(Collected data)

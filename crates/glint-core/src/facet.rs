//! Facet index (component C5): per-field `value -> doc ids` map with a
//! counter list kept in descending-count order and high-cardinality
//! fallback (spec §4.4).
//!
//! The source keeps the counter list as an explicit doubly-linked list plus
//! a side `count -> iterator` map so a count bump can relocate a node in
//! O(1) amortized. A `BTreeSet<(Reverse(count), value)>` gives the same
//! "always sorted, descending count, value tie-break" invariant without
//! hand-rolled intrusive list pointers, while keeping insert/remove at
//! O(log n) — the same complexity class the source's map-assisted splice
//! achieves, expressed the way `milli`'s facet distribution code reaches
//! for `BTreeMap`/`BTreeSet` rather than a manual linked list.

use std::cmp::Reverse;
use std::collections::{BTreeSet, HashMap};

use roaring::RoaringBitmap;

use crate::config::EngineConfig;

#[derive(Debug, Clone)]
struct FacetValueEntry {
    facet_id: u32,
    doc_ids: RoaringBitmap,
}

#[derive(Debug)]
pub struct FacetIndex {
    values: HashMap<String, FacetValueEntry>,
    /// `(Reverse(count), value)` — iterating this set front-to-back yields
    /// the counter list in descending-count, value-tie-break order.
    counter_order: BTreeSet<(Reverse<u32>, String)>,
    next_facet_id: u32,
    total_docs: RoaringBitmap,
    high_cardinality: bool,
    /// Hash-only counts retained once high-cardinality fallback engages;
    /// the per-value id lists above are cleared when this is `Some`.
    fallback_counts: Option<HashMap<String, u32>>,
}

impl FacetIndex {
    pub fn new() -> Self {
        Self {
            values: HashMap::new(),
            counter_order: BTreeSet::new(),
            next_facet_id: 0,
            total_docs: RoaringBitmap::new(),
            high_cardinality: false,
            fallback_counts: None,
        }
    }

    pub fn is_high_cardinality(&self) -> bool {
        self.high_cardinality
    }

    pub fn insert(&mut self, id: u32, value: &str, config: &EngineConfig) {
        self.total_docs.insert(id);

        if let Some(counts) = &mut self.fallback_counts {
            *counts.entry(value.to_string()).or_insert(0) += 1;
            return;
        }

        match self.values.get_mut(value) {
            Some(entry) => {
                let old_count = entry.doc_ids.len() as u32;
                entry.doc_ids.insert(id);
                self.counter_order.remove(&(Reverse(old_count), value.to_string()));
                self.counter_order.insert((Reverse(old_count + 1), value.to_string()));
            }
            None => {
                let facet_id = self.next_facet_id;
                self.next_facet_id += 1;
                let mut doc_ids = RoaringBitmap::new();
                doc_ids.insert(id);
                self.values.insert(value.to_string(), FacetValueEntry { facet_id, doc_ids });
                self.counter_order.insert((Reverse(1), value.to_string()));
            }
        }

        self.reindex_if_needed(config);
    }

    pub fn delete(&mut self, id: u32, value: &str) {
        self.total_docs.remove(id);

        if let Some(counts) = &mut self.fallback_counts {
            if let Some(count) = counts.get_mut(value) {
                *count -= 1;
                if *count == 0 {
                    counts.remove(value);
                }
            }
            return;
        }

        if let Some(entry) = self.values.get_mut(value) {
            let old_count = entry.doc_ids.len() as u32;
            entry.doc_ids.remove(id);
            let new_count = entry.doc_ids.len() as u32;
            self.counter_order.remove(&(Reverse(old_count), value.to_string()));
            if new_count == 0 {
                self.values.remove(value);
            } else {
                self.counter_order.insert((Reverse(new_count), value.to_string()));
            }
        }
    }

    /// Re-runs the `distinct_values > ratio * total_docs` check after every
    /// insert batch, matching the original's per-batch `check_for_high_cardinality`
    /// rather than a query-time-only approximation (SPEC_FULL §C.4).
    pub fn reindex_if_needed(&mut self, config: &EngineConfig) {
        if self.high_cardinality {
            return;
        }
        let total_docs = self.total_docs.len();
        if total_docs < config.facet_high_cardinality_min_docs as u64 {
            return;
        }
        let distinct = self.values.len() as u64;
        if (distinct as f64) > config.facet_high_cardinality_ratio * total_docs as f64 {
            self.high_cardinality = true;
            let mut counts = HashMap::with_capacity(self.values.len());
            for (value, entry) in self.values.drain() {
                counts.insert(value, entry.doc_ids.len() as u32);
            }
            self.counter_order.clear();
            self.fallback_counts = Some(counts);
        }
    }

    /// The live id set carrying `value`, or empty if absent or if the
    /// high-cardinality fallback has dropped per-value id tracking. Used by
    /// the filter compiler to turn a facet-field equality condition directly
    /// into a materialized leaf (SPEC_FULL §C.1).
    pub fn ids_of(&self, value: &str) -> RoaringBitmap {
        if self.fallback_counts.is_some() {
            return RoaringBitmap::new();
        }
        self.values.get(value).map(|e| e.doc_ids.clone()).unwrap_or_default()
    }

    /// Number of live docs carrying `value`, or `None` if the value is
    /// absent (SPEC_FULL §C.1, `facet_val_num_ids`).
    pub fn value_doc_count(&self, value: &str) -> Option<u32> {
        if let Some(counts) = &self.fallback_counts {
            return counts.get(value).copied();
        }
        self.values.get(value).map(|e| e.doc_ids.len() as u32)
    }

    /// 0-based rank of `value` within the descending counter list, or
    /// `None` if absent or if the fallback has dropped per-value tracking
    /// (SPEC_FULL §C.1, `facet_node_count`).
    pub fn counter_rank(&self, value: &str) -> Option<usize> {
        let entry = self.values.get(value)?;
        let count = entry.doc_ids.len() as u32;
        Some(self.counter_order.range(..(Reverse(count), value.to_string())).count())
    }

    /// Top-K `(value, count)` pairs, honoring §4.4's intersection rule: a
    /// `None` filter (wildcard) reports the counter list directly; a `Some`
    /// filter walks the counter list computing `|value.ids & filter_ids|`,
    /// stopping once `k` non-zero values are emitted or `2k` are examined.
    pub fn top_k(&self, k: usize, filter_ids: Option<&RoaringBitmap>) -> Vec<(String, u32)> {
        if self.fallback_counts.is_some() {
            // High-cardinality fallback: exact-count-only response, no
            // intersection against a filter is possible without id lists.
            let counts = self.fallback_counts.as_ref().unwrap();
            let mut out: Vec<(String, u32)> = counts.iter().map(|(v, &c)| (v.clone(), c)).collect();
            out.sort_by(|a, b| b.1.cmp(&a.1).then_with(|| a.0.cmp(&b.0)));
            out.truncate(k);
            return out;
        }

        let Some(filter_ids) = filter_ids else {
            return self
                .counter_order
                .iter()
                .take(k)
                .map(|(Reverse(count), value)| (value.clone(), *count))
                .collect();
        };

        let mut out = Vec::with_capacity(k);
        let mut examined = 0usize;
        for (_, value) in self.counter_order.iter() {
            if out.len() >= k || examined >= 2 * k {
                break;
            }
            examined += 1;
            let entry = &self.values[value];
            let overlap = (&entry.doc_ids & filter_ids).len() as u32;
            if overlap > 0 {
                out.push((value.clone(), overlap));
            }
        }
        out
    }

    pub fn total_docs(&self) -> u64 {
        self.total_docs.len()
    }
}

impl Default for FacetIndex {
    fn default() -> Self {
        Self::new()
    }
}
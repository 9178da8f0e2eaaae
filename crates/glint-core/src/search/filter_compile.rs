//! Compiles a parsed `glint_filter_parser::FilterExpr` into the C8 filter
//! iterator tree bound to one collection's indices. Grounded on spec §4.6's
//! leaf-materialization rule: numeric/bool leaves read straight off
//! [`NumericTree`](crate::numeric::NumericTree), facet-enabled string
//! leaves off [`FacetIndex::ids_of`](crate::facet::FacetIndex::ids_of), and
//! plain string leaves off the field's token posting lists.
//!
//! Reference leaves (`$Collection(inner_filter)`) resolve through a
//! [`CollectionManager`], per spec §4.6: the sub-filter runs against the
//! referenced collection, and matched ids are mapped back through whichever
//! field in *this* collection declares `reference: Some(that collection)`
//! (grounded on `filter_result_iterator.cpp`'s reference-filter branch).

use glint_filter_parser::{FilterExpr, Op, Token};
use roaring::RoaringBitmap;

use crate::collection::Collection;
use crate::error::{Error, ValidationError};
use crate::filter::{AndIter, FilterIterator, IdSetIter, NotEqualsIter, OrIter};
use crate::numeric::{bool_key, f64_to_ordered_u64, int_key};
use crate::posting::intersect;
use crate::registry::CollectionManager;
use crate::schema::FieldType;
use crate::string::tokenize;

pub fn compile_filter(
    expr: &FilterExpr,
    collection: &Collection,
    registry: Option<&CollectionManager>,
) -> Result<Box<dyn FilterIterator + Send>, Error> {
    match expr {
        FilterExpr::And(l, r) => {
            let (l, r) = (compile_filter(l, collection, registry)?, compile_filter(r, collection, registry)?);
            Ok(Box::new(AndIter::new(l, r)))
        }
        FilterExpr::Or(l, r) => {
            let (l, r) = (compile_filter(l, collection, registry)?, compile_filter(r, collection, registry)?);
            Ok(Box::new(OrIter::new(l, r)))
        }
        FilterExpr::Reference { collection: name, inner } => compile_reference_condition(name, inner, collection, registry),
        FilterExpr::Condition { field, op, values } => compile_condition(field, *op, values, collection),
    }
}

fn compile_reference_condition(
    ref_name: &Token,
    inner: &FilterExpr,
    collection: &Collection,
    registry: Option<&CollectionManager>,
) -> Result<Box<dyn FilterIterator + Send>, Error> {
    let ref_collection_name = ref_name.value();
    let registry = registry.ok_or_else(|| {
        Error::Validation(ValidationError::MalformedFilter(format!(
            "reference filter on `{ref_collection_name}` requires a collection registry"
        )))
    })?;

    let ref_lock = registry.get(ref_collection_name)?;

    let field = collection
        .schema
        .fields
        .iter()
        .find(|f| f.reference.as_deref() == Some(ref_collection_name))
        .ok_or_else(|| {
            Error::Validation(ValidationError::MalformedFilter(format!(
                "could not find a field in this collection referencing `{ref_collection_name}`"
            )))
        })?;
    let ref_collection = ref_lock.read();
    let inner_iter = compile_filter(inner, &ref_collection, Some(registry))?;
    let matched = crate::filter::collect_ids(inner_iter);

    let mut out = RoaringBitmap::new();
    for ref_seq_id in matched.iter() {
        let key = ref_collection.key_of(ref_seq_id);
        out |= string_value_ids(&field.name, &key, collection, field.facet);
    }
    Ok(Box::new(IdSetIter::new(out)))
}

fn compile_condition(
    field: &Token,
    op: Op,
    values: &[Token],
    collection: &Collection,
) -> Result<Box<dyn FilterIterator + Send>, Error> {
    let field_name = field.value();

    if field_name == "id" {
        return compile_id_condition(op, values, collection);
    }

    let Some(schema) = collection.schema.field(field_name) else {
        return Err(Error::Validation(ValidationError::UnknownField(field_name.to_string())));
    };

    match schema.field_type {
        FieldType::Int32 | FieldType::Int64 => compile_numeric_condition(field_name, op, values, collection, |t| {
            t.value().parse::<i64>().map(int_key).map_err(|_| malformed(field_name, t))
        }),
        FieldType::Float => compile_numeric_condition(field_name, op, values, collection, |t| {
            t.parse_finite_float().map(f64_to_ordered_u64).map_err(|_| malformed(field_name, t))
        }),
        FieldType::Bool => compile_numeric_condition(field_name, op, values, collection, |t| match t.value() {
            "true" => Ok(bool_key(true)),
            "false" => Ok(bool_key(false)),
            _ => Err(malformed(field_name, t)),
        }),
        FieldType::String => compile_string_condition(field_name, op, values, collection, schema.facet),
        _ => Err(Error::Validation(ValidationError::MalformedFilter(format!(
            "field `{field_name}` has a type this filter grammar does not support"
        )))),
    }
}

fn malformed(field: &str, token: &Token) -> Error {
    Error::Validation(ValidationError::MalformedFilter(format!(
        "value `{}` is not valid for field `{field}`",
        token.value()
    )))
}

fn compile_id_condition(op: Op, values: &[Token], collection: &Collection) -> Result<Box<dyn FilterIterator + Send>, Error> {
    let ids: Vec<u32> = values
        .iter()
        .filter_map(|t| collection.seq_id_of(t.value()))
        .collect();
    let set: RoaringBitmap = ids.into_iter().collect();
    if op == Op::NotEq {
        return Ok(Box::new(NotEqualsIter::new(collection.all_ids(), set)));
    }
    Ok(Box::new(IdSetIter::new(set)))
}

fn compile_numeric_condition(
    field_name: &str,
    op: Op,
    values: &[Token],
    collection: &Collection,
    encode: impl Fn(&Token) -> Result<u64, Error>,
) -> Result<Box<dyn FilterIterator + Send>, Error> {
    let Some(tree) = collection.numeric_field(field_name) else {
        return Ok(Box::new(IdSetIter::new(RoaringBitmap::new())));
    };

    if op == Op::NotEq {
        let t = values
            .first()
            .ok_or_else(|| Error::Validation(ValidationError::MalformedFilter(format!("field `{field_name}` needs a value"))))?;
        let excluded = tree.equals(encode(t)?);
        return Ok(Box::new(NotEqualsIter::new(tree.all_ids().clone(), excluded)));
    }

    let ids = match op {
        Op::Eq | Op::SetEq => {
            let mut out = RoaringBitmap::new();
            for t in values {
                out |= tree.equals(encode(t)?);
            }
            out
        }
        Op::NotEq => unreachable!("handled above"),
        Op::Gt => {
            let t = values.first().ok_or_else(|| Error::Validation(ValidationError::MalformedFilter(format!("field `{field_name}` needs a value"))))?;
            tree.greater_than(encode(t)?, false)
        }
        Op::Gte => {
            let t = values.first().ok_or_else(|| Error::Validation(ValidationError::MalformedFilter(format!("field `{field_name}` needs a value"))))?;
            tree.greater_than(encode(t)?, true)
        }
        Op::Lt => {
            let t = values.first().ok_or_else(|| Error::Validation(ValidationError::MalformedFilter(format!("field `{field_name}` needs a value"))))?;
            tree.less_than(encode(t)?, false)
        }
        Op::Lte => {
            let t = values.first().ok_or_else(|| Error::Validation(ValidationError::MalformedFilter(format!("field `{field_name}` needs a value"))))?;
            tree.less_than(encode(t)?, true)
        }
        Op::Range => {
            if values.len() != 2 {
                return Err(Error::Validation(ValidationError::MalformedFilter(format!("field `{field_name}` range needs exactly two bounds"))));
            }
            tree.range(encode(&values[0])?, encode(&values[1])?)
        }
    };
    Ok(Box::new(IdSetIter::new(ids)))
}

fn compile_string_condition(
    field_name: &str,
    op: Op,
    values: &[Token],
    collection: &Collection,
    is_facet: bool,
) -> Result<Box<dyn FilterIterator + Send>, Error> {
    let mut out = RoaringBitmap::new();
    for t in values {
        out |= string_value_ids(field_name, t.value(), collection, is_facet);
    }

    if op == Op::NotEq {
        return Ok(Box::new(NotEqualsIter::new(collection.all_ids(), out)));
    }
    Ok(Box::new(IdSetIter::new(out)))
}

/// The id set carrying `value` in a string field: the facet index's
/// materialized list when the field is facet-enabled (SPEC_FULL §C.1), or
/// the intersection of each value token's posting list otherwise.
fn string_value_ids(field_name: &str, value: &str, collection: &Collection, is_facet: bool) -> RoaringBitmap {
    if is_facet {
        if let Some(facet) = collection.facet_field(field_name) {
            return facet.ids_of(value);
        }
    }

    let Some(index) = collection.string_field(field_name) else {
        return RoaringBitmap::new();
    };
    let tokens = tokenize(value);
    if tokens.is_empty() {
        return RoaringBitmap::new();
    }
    let lists: Vec<&crate::posting::PostingList> = match tokens.iter().map(|t| index.postings.get(&t.text)).collect::<Option<Vec<_>>>() {
        Some(l) => l,
        None => return RoaringBitmap::new(),
    };
    intersect(&lists).into_iter().collect()
}

#[cfg(test)]
mod tests {
    use super::*;
    use crate::config::EngineConfig;
    use crate::schema::{CollectionSchema, FieldSchema};
    use crate::WriteMode;
    use glint_filter_parser::parse_filter;
    use serde_json::json;

    fn build() -> Collection {
        let schema = CollectionSchema {
            fields: vec![
                FieldSchema { facet: true, ..FieldSchema::new("brand", FieldType::String) },
                FieldSchema::new("price", FieldType::Int32),
            ],
            key_field: Some("id".into()),
        };
        let mut collection = Collection::new(schema, EngineConfig::default());
        collection.add_document(Some("0".into()), json!({"brand": "nike", "price": 10}), WriteMode::Create).unwrap();
        collection.add_document(Some("1".into()), json!({"brand": "adidas", "price": 20}), WriteMode::Create).unwrap();
        collection
    }

    #[test]
    fn compiles_facet_equality_to_a_materialized_id_set() {
        let collection = build();
        let ast = parse_filter("brand:nike").unwrap();
        let iter = compile_filter(&ast, &collection, None).unwrap();
        let ids = crate::filter::collect_ids(iter);
        assert_eq!(ids.iter().collect::<Vec<_>>(), vec![0]);
    }

    #[test]
    fn compiles_numeric_range() {
        let collection = build();
        let ast = parse_filter("price:[5..15]").unwrap();
        let iter = compile_filter(&ast, &collection, None).unwrap();
        let ids = crate::filter::collect_ids(iter);
        assert_eq!(ids.iter().collect::<Vec<_>>(), vec![0]);
    }

    #[test]
    fn compiles_and_of_two_conditions() {
        let collection = build();
        let ast = parse_filter("brand:nike && price:10").unwrap();
        let iter = compile_filter(&ast, &collection, None).unwrap();
        let ids = crate::filter::collect_ids(iter);
        assert_eq!(ids.iter().collect::<Vec<_>>(), vec![0]);
    }

    #[test]
    fn not_equals_on_a_facet_field_uses_the_notequals_cursor() {
        let collection = build();
        let ast = parse_filter("brand:!=nike").unwrap();
        let iter = compile_filter(&ast, &collection, None).unwrap();
        let ids = crate::filter::collect_ids(iter);
        assert_eq!(ids.iter().collect::<Vec<_>>(), vec![1]);
    }

    #[test]
    fn not_equals_on_a_numeric_field_uses_the_notequals_cursor() {
        let collection = build();
        let ast = parse_filter("price:!=10").unwrap();
        let iter = compile_filter(&ast, &collection, None).unwrap();
        let ids = crate::filter::collect_ids(iter);
        assert_eq!(ids.iter().collect::<Vec<_>>(), vec![1]);
    }

    #[test]
    fn reference_filter_without_a_registry_is_rejected() {
        let collection = build();
        let ast = parse_filter("$Authors(name:=[tolkien])").unwrap();
        let err = compile_filter(&ast, &collection, None).unwrap_err();
        assert!(matches!(err, Error::Validation(ValidationError::MalformedFilter(_))));
    }

    #[test]
    fn reference_filter_resolves_through_the_registry() {
        let authors_schema = CollectionSchema {
            fields: vec![FieldSchema::new("name", FieldType::String)],
            key_field: Some("id".into()),
        };
        let mut authors = Collection::new(authors_schema, EngineConfig::default());
        authors.add_document(Some("a1".into()), json!({"name": "tolkien"}), WriteMode::Create).unwrap();
        authors.add_document(Some("a2".into()), json!({"name": "orwell"}), WriteMode::Create).unwrap();

        let books_schema = CollectionSchema {
            fields: vec![
                FieldSchema::new("title", FieldType::String),
                FieldSchema { reference: Some("authors".into()), ..FieldSchema::new("author_id", FieldType::String) },
            ],
            key_field: Some("id".into()),
        };
        let mut books = Collection::new(books_schema, EngineConfig::default());
        books.add_document(Some("b1".into()), json!({"title": "the hobbit", "author_id": "a1"}), WriteMode::Create).unwrap();
        books.add_document(Some("b2".into()), json!({"title": "1984", "author_id": "a2"}), WriteMode::Create).unwrap();

        let mut registry = CollectionManager::new();
        registry.insert("authors", authors);

        let ast = parse_filter("$authors(name:=[tolkien])").unwrap();
        let iter = compile_filter(&ast, &books, Some(&registry)).unwrap();
        let ids = crate::filter::collect_ids(iter);
        assert_eq!(ids.iter().collect::<Vec<_>>(), vec![0]);
    }

    #[test]
    fn reference_filter_to_an_unregistered_collection_is_not_found() {
        let collection = build();
        let registry = CollectionManager::new();
        let ast = parse_filter("$Authors(name:=[tolkien])").unwrap();
        let err = compile_filter(&ast, &collection, Some(&registry)).unwrap_err();
        assert!(matches!(err, Error::NotFound(_)));
    }
}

» Prompt: Which of the lines above hold the string "Reverse"? Pick each of them out.

» Answer space:
//! O(1) amortized. A `BTreeSet<(Reverse(count), value)>` gives the same
use std::cmp::Reverse;
    /// `(Reverse(count), value)` — iterating this set front-to-back yields
    counter_order: BTreeSet<(Reverse<u32>, String)>,
                self.counter_order.remove(&(Reverse(old_count), value.to_string()));
                self.counter_order.insert((Reverse(old_count + 1), value.to_string()));
                self.counter_order.insert((Reverse(1), value.to_string()));
            self.counter_order.remove(&(Reverse(old_count), value.to_string()));
                self.counter_order.insert((Reverse(new_count), value.to_string()));
        Some(self.counter_order.range(..(Reverse(count), value.to_string())).count())
                .map(|(Reverse(count), value)| (value.clone(), *count))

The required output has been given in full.